When I was a kid, I enjoyed getting mail. There was a PBS show called Zoom. Viewers could write in for instructions on how to play the games featured on the program. I enjoyed getting my monthly copy of Highlights magazine. I also remember sending off my Bazooka Joe wrappers and waiting in breathless anticipation for a whistle ring, top, or some other future collectable. 

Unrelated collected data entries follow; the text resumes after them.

impl MediaHandler for TextPadder {
    fn kind(&self) -> HandlerKind {
        HandlerKind::TextPadder
    }

    fn as_any(&self) -> &dyn std::any::Any {
        self
    }

    fn add_downstream(&self, downstream: Arc<dyn MediaHandler>) -> Result<()> {
        self.downstreams.add(downstream);
        Ok(())
    }

    fn downstreams(&self) -> Vec<Arc<dyn MediaHandler>> {
        self.downstreams.list()
    }

    fn process(&self, data: StreamData) -> Result<()> {
        if let StreamData::TextSample(sample) = &data {
            let mut state = self.state.lock();
            self.pad_to(&mut state, sample.start_time_ms)?;
            state.last_end_ms = state.last_end_ms.max(sample.end_time_ms);
        }
        self.downstreams.dispatch(data)
    }

    fn flush(&self) -> Result<()> {
        {
            let mut state = self.state.lock();
            let min = self.min_duration_ms;
            self.pad_to(&mut state, min)?;
        }
        self.downstreams.flush_all()
    }
}

/// Converts text cues into MP4 `wvtt` samples.
///
/// Each cue becomes a `vttc` box wrapping a `payl` box; gaps become `vtte`
/// boxes, so the MP4 timeline stays contiguous.
#[derive(Default)]
pub struct WebVttToMp4Handler {
    downstreams: DownstreamSet,
}

impl WebVttToMp4Handler {
    /// Create the converter.
    pub fn new() -> Self {
        Self::default()
    }

    fn to_mp4_sample(sample: &TextSample) -> Result<MediaSample> {
        let data = if sample.is_empty() {
            write_box(b"vtte", &[])?
        } else {
            let payload = write_box(b"payl", sample.payload.as_bytes())?;
            write_box(b"vttc", &payload)?
        };
        Ok(MediaSample {
            stream_index: 0,
            pts: sample.start_time_ms,
            dts: sample.start_time_ms,
            duration: sample.end_time_ms - sample.start_time_ms,
            is_key_frame: true,
            is_encrypted: false,
            data,
        })
    }
}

Then there was the joy of ordering from the Sears catalog, and waiting four to six weeks for the big brown truck to come rolling down Drexel avenue

Back then, getting mail was fun! Now, not so much. No, I’m not talking about bills. In my youth, the mail I received was usually in response to mail that I sent, such as the aforementioned Bazooka Joe correspondence. Now, mail just appears – especially as old school junk mail has evolved into new economy spam. (I know the term ‘new economy’ is about 10 years old, but that was one of my favorite buzzwords from my pre-bursting bubble, high-tech P.R. days!) 

Case in point – this ‘letter’ I received from the Vice President of the Research Division, hereby informing me that I am a potential candidate to represent my professional community in the 2010 Edition of (Name really not important) Who’s Who. 

A dubious honor!

POTENTIAL CANDIDATE? You mean I’m not a shoe in! How do I secure my spot? I hope there’s a swimsuit competition because I’m still rocking my Myrtle Beach vacation tan! 

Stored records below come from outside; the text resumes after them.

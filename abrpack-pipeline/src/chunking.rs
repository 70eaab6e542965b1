//! Segment chunking.

use crate::error::Result;
use crate::handler::{DownstreamSet, HandlerKind, MediaHandler, SegmentInfo, StreamData};
use abrpack_core::params::ChunkingParams;
use parking_lot::Mutex;
use std::sync::Arc;

#[derive(Default)]
struct ChunkingState {
    time_scale: u32,
    segment_start: Option<i64>,
    last_sample_end: i64,
}

/// Splits an A/V stream into segments at access-point-aligned boundaries.
///
/// A segment closes when a sample at or past the target duration arrives;
/// with `segment_sap_aligned` set, the boundary additionally waits for a key
/// frame. A cue event closes the current segment immediately so all streams
/// share a boundary at the cue.
pub struct ChunkingHandler {
    params: ChunkingParams,
    downstreams: DownstreamSet,
    state: Mutex<ChunkingState>,
}

impl ChunkingHandler {
    /// Create a chunker from chunking parameters.
    pub fn new(params: ChunkingParams) -> Self {
        Self {
            params,
            downstreams: DownstreamSet::new(),
            state: Mutex::new(ChunkingState::default()),
        }
    }

    /// The chunking parameters this handler segments with.
    pub fn params(&self) -> &ChunkingParams {
        &self.params
    }

    fn segment_duration_ticks(&self, time_scale: u32) -> i64 {
        (self.params.segment_duration_in_seconds * f64::from(time_scale)) as i64
    }

    fn close_segment(&self, state: &mut ChunkingState, end_time: i64) -> Result<()> {
        let Some(start) = state.segment_start.take() else {
            return Ok(());
        };
        if end_time <= start {
            return Ok(());
        }
        self.downstreams.dispatch(StreamData::SegmentInfo(SegmentInfo {
            start_time: start,
            duration: end_time - start,
            is_subsegment: false,
        }))
    }
}

impl MediaHandler for ChunkingHandler {
    fn kind(&self) -> HandlerKind {
        HandlerKind::Chunker
    }

    fn as_any(&self) -> &dyn std::any::Any {
        self
    }

    fn add_downstream(&self, downstream: Arc<dyn MediaHandler>) -> Result<()> {
        self.downstreams.add(downstream);
        Ok(())
    }

    fn downstreams(&self) -> Vec<Arc<dyn MediaHandler>> {
        self.downstreams.list()
    }

    fn process(&self, data: StreamData) -> Result<()> {
        match data {
            StreamData::StreamInfo(info) => {
                self.state.lock().time_scale = info.time_scale;
                self.downstreams.dispatch(StreamData::StreamInfo(info))
            }
            StreamData::MediaSample(sample) => {
                let mut state = self.state.lock();
                let time_scale = state.time_scale.max(1);
                let target = self.segment_duration_ticks(time_scale);

                let boundary_due = state
                    .segment_start
                    .is_some_and(|start| sample.pts - start >= target);
                let boundary_allowed = !self.params.segment_sap_aligned || sample.is_key_frame;
                if boundary_due && boundary_allowed {
                    self.close_segment(&mut state, sample.pts)?;
                }

                if state.segment_start.is_none() {
                    state.segment_start = Some(sample.pts);
                }
                state.last_sample_end = sample.pts + sample.duration;
                drop(state);

                self.downstreams.dispatch(StreamData::MediaSample(sample))
            }
            StreamData::CueEvent(cue) => {
                let mut state = self.state.lock();
                let time_scale = state.time_scale.max(1);
                let cue_ticks = (cue.time_in_seconds * f64::from(time_scale)) as i64;
                self.close_segment(&mut state, cue_ticks)?;
                drop(state);

                self.downstreams.dispatch(StreamData::CueEvent(cue))
            }
            other => self.downstreams.dispatch(other),
        }
    }

    fn flush(&self) -> Result<()> {
        let mut state = self.state.lock();
        let end = state.last_sample_end;
        self.close_segment(&mut state, end)?;
        drop(state);
        self.downstreams.flush_all()
    }
}

#[derive(Default)]
struct TextChunkState {
    segment_start_ms: i64,
}

/// Splits a text stream into fixed-duration segments.
///
/// Text cues have no access points, so boundaries fall exactly at multiples
/// of the segment duration.
pub struct TextChunker {
    segment_duration_ms: i64,
    downstreams: DownstreamSet,
    state: Mutex<TextChunkState>,
}

impl TextChunker {
    /// Create a text chunker with the given segment length in seconds.
    pub fn new(segment_duration_in_seconds: f64) -> Self {
        Self {
            segment_duration_ms: (segment_duration_in_seconds * 1000.0) as i64,
            downstreams: DownstreamSet::new(),
            state: Mutex::new(TextChunkState::default()),
        }
    }

    /// Segment duration in milliseconds.
    pub fn segment_duration_ms(&self) -> i64 {
        self.segment_duration_ms
    }

    fn emit_segments_until(&self, state: &mut TextChunkState, time_ms: i64) -> Result<()> {
        while time_ms >= state.segment_start_ms + self.segment_duration_ms {
            self.downstreams.dispatch(StreamData::SegmentInfo(SegmentInfo {
                start_time: state.segment_start_ms,
                duration: self.segment_duration_ms,
                is_subsegment: false,
            }))?;
            state.segment_start_ms += self.segment_duration_ms;
        }
        Ok(())
    }
}

impl MediaHandler for TextChunker {
    fn kind(&self) -> HandlerKind {
        HandlerKind::TextChunker
    }

    fn as_any(&self) -> &dyn std::any::Any {
        self
    }

    fn add_downstream(&self, downstream: Arc<dyn MediaHandler>) -> Result<()> {
        self.downstreams.add(downstream);
        Ok(())
    }

    fn downstreams(&self) -> Vec<Arc<dyn MediaHandler>> {
        self.downstreams.list()
    }

    fn process(&self, data: StreamData) -> Result<()> {
        match data {
            StreamData::TextSample(sample) => {
                let mut state = self.state.lock();
                self.emit_segments_until(&mut state, sample.start_time_ms)?;
                drop(state);
                self.downstreams.dispatch(StreamData::TextSample(sample))
            }
            StreamData::CueEvent(cue) => {
                let cue_ms = (cue.time_in_seconds * 1000.0) as i64;
                let mut state = self.state.lock();
                if cue_ms > state.segment_start_ms {
                    self.downstreams.dispatch(StreamData::SegmentInfo(SegmentInfo {
                        start_time: state.segment_start_ms,
                        duration: cue_ms - state.segment_start_ms,
                        is_subsegment: false,
                    }))?;
                    state.segment_start_ms = cue_ms;
                }
                drop(state);
                self.downstreams.dispatch(StreamData::CueEvent(cue))
            }
            other => self.downstreams.dispatch(other),
        }
    }

    fn flush(&self) -> Result<()> {
        // Close the trailing partial segment.
        let mut state = self.state.lock();
        self.downstreams.dispatch(StreamData::SegmentInfo(SegmentInfo {
            start_time: state.segment_start_ms,
            duration: self.segment_duration_ms,
            is_subsegment: false,
        }))?;
        state.segment_start_ms += self.segment_duration_ms;
        drop(state);
        self.downstreams.flush_all()
    }
}

#[cfg(test)]
mod tests {
    use super::*;
    use crate::handler::{MediaSample, StreamInfo, TextSample};
    use crate::test_support::CollectingSink;

    fn sample(pts: i64, key: bool) -> StreamData {
        StreamData::MediaSample(MediaSample {
            stream_index: 0,
            pts,
            dts: pts,
            duration: 1000,
            is_key_frame: key,
            is_encrypted: false,
            data: Vec::new(),
        })
    }

    #[test]
    fn test_chunker_emits_segment_at_duration() {
        let chunker = ChunkingHandler::new(ChunkingParams {
            segment_duration_in_seconds: 2.0,
            ..Default::default()
        });
        let sink = CollectingSink::new();
        chunker.add_downstream(sink.clone()).unwrap();

        chunker
            .process(StreamData::StreamInfo(StreamInfo {
                stream_index: 0,
                time_scale: 1000,
            }))
            .unwrap();
        for pts in [0, 1000, 2000, 3000] {
            chunker.process(sample(pts, true)).unwrap();
        }
        // Boundary at pts 2000.
        assert_eq!(sink.segment_count(), 1);

        chunker.flush().unwrap();
        assert_eq!(sink.segment_count(), 2);
    }

    #[test]
    fn test_chunker_waits_for_key_frame_when_sap_aligned() {
        let chunker = ChunkingHandler::new(ChunkingParams {
            segment_duration_in_seconds: 1.0,
            segment_sap_aligned: true,
            ..Default::default()
        });
        let sink = CollectingSink::new();
        chunker.add_downstream(sink.clone()).unwrap();

        chunker
            .process(StreamData::StreamInfo(StreamInfo {
                stream_index: 0,
                time_scale: 1000,
            }))
            .unwrap();
        chunker.process(sample(0, true)).unwrap();
        chunker.process(sample(1000, false)).unwrap();
        assert_eq!(sink.segment_count(), 0);
        chunker.process(sample(2000, true)).unwrap();
        assert_eq!(sink.segment_count(), 1);
    }

    #[test]
    fn test_text_chunker_segments_by_wall_time() {
        let chunker = TextChunker::new(10.0);
        let sink = CollectingSink::new();
        chunker.add_downstream(sink.clone()).unwrap();

        chunker
            .process(StreamData::TextSample(TextSample {
                id: String::new(),
                start_time_ms: 25_000,
                end_time_ms: 26_000,
                settings: String::new(),
                payload: "hi".to_string(),
            }))
            .unwrap();

        // Cue at 25s closes the 0-10s and 10-20s segments first.
        assert_eq!(sink.segment_count(), 2);
        assert_eq!(sink.text_payloads(), vec!["hi"]);
    }
}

Words fall short in describing my feelings over such an honor! 

Seriously?!?! 

I’m fortunate to enjoy a pretty so-so career and I’m told I’m pretty so-so at what I do, but I ain’t hardly qualified to be in nobody’s Who’s Who – even a bogus one. 

But since when does it matter whether or not a piece of spam has any relevance to the recipient? While I’m at it, I am deeply sorry for anyone I spammed during a recent, unfortunate hacking of my Facebook account. (Me giving out iPads? I’m a PC dammit!) 

Don’t get me wrong, I have nothing against thoughtful, accurately targeted direct mail that meets a customer’s needs. In fact, in the spirit of full disclosure, I’ve had the pleasure of writing a few lines of direct mail copy at various points in my career, so I can’t really hate.  

However, in my never-ending efforts to be more productive, this digital constipation has inspired me to engage in a long overdue colonic of my inbox. If it’s a newsletter I’m no longer reading – it’s unsubscribed. If it’s content from something I opted in to and can’t remember why – I’m opting out. If it’s invitation to ‘friend’ someone who I’ve never heard of – it’s deleted! 

So as I cinch up my spam filters and eschew the impulse to take a survey from my favorite family restaurant just to get a free appetizer, I’ll be thinking back to happier times of waiting at my mailbox for my Bazooka Joe whistle ring and my new Toughskins Jeans.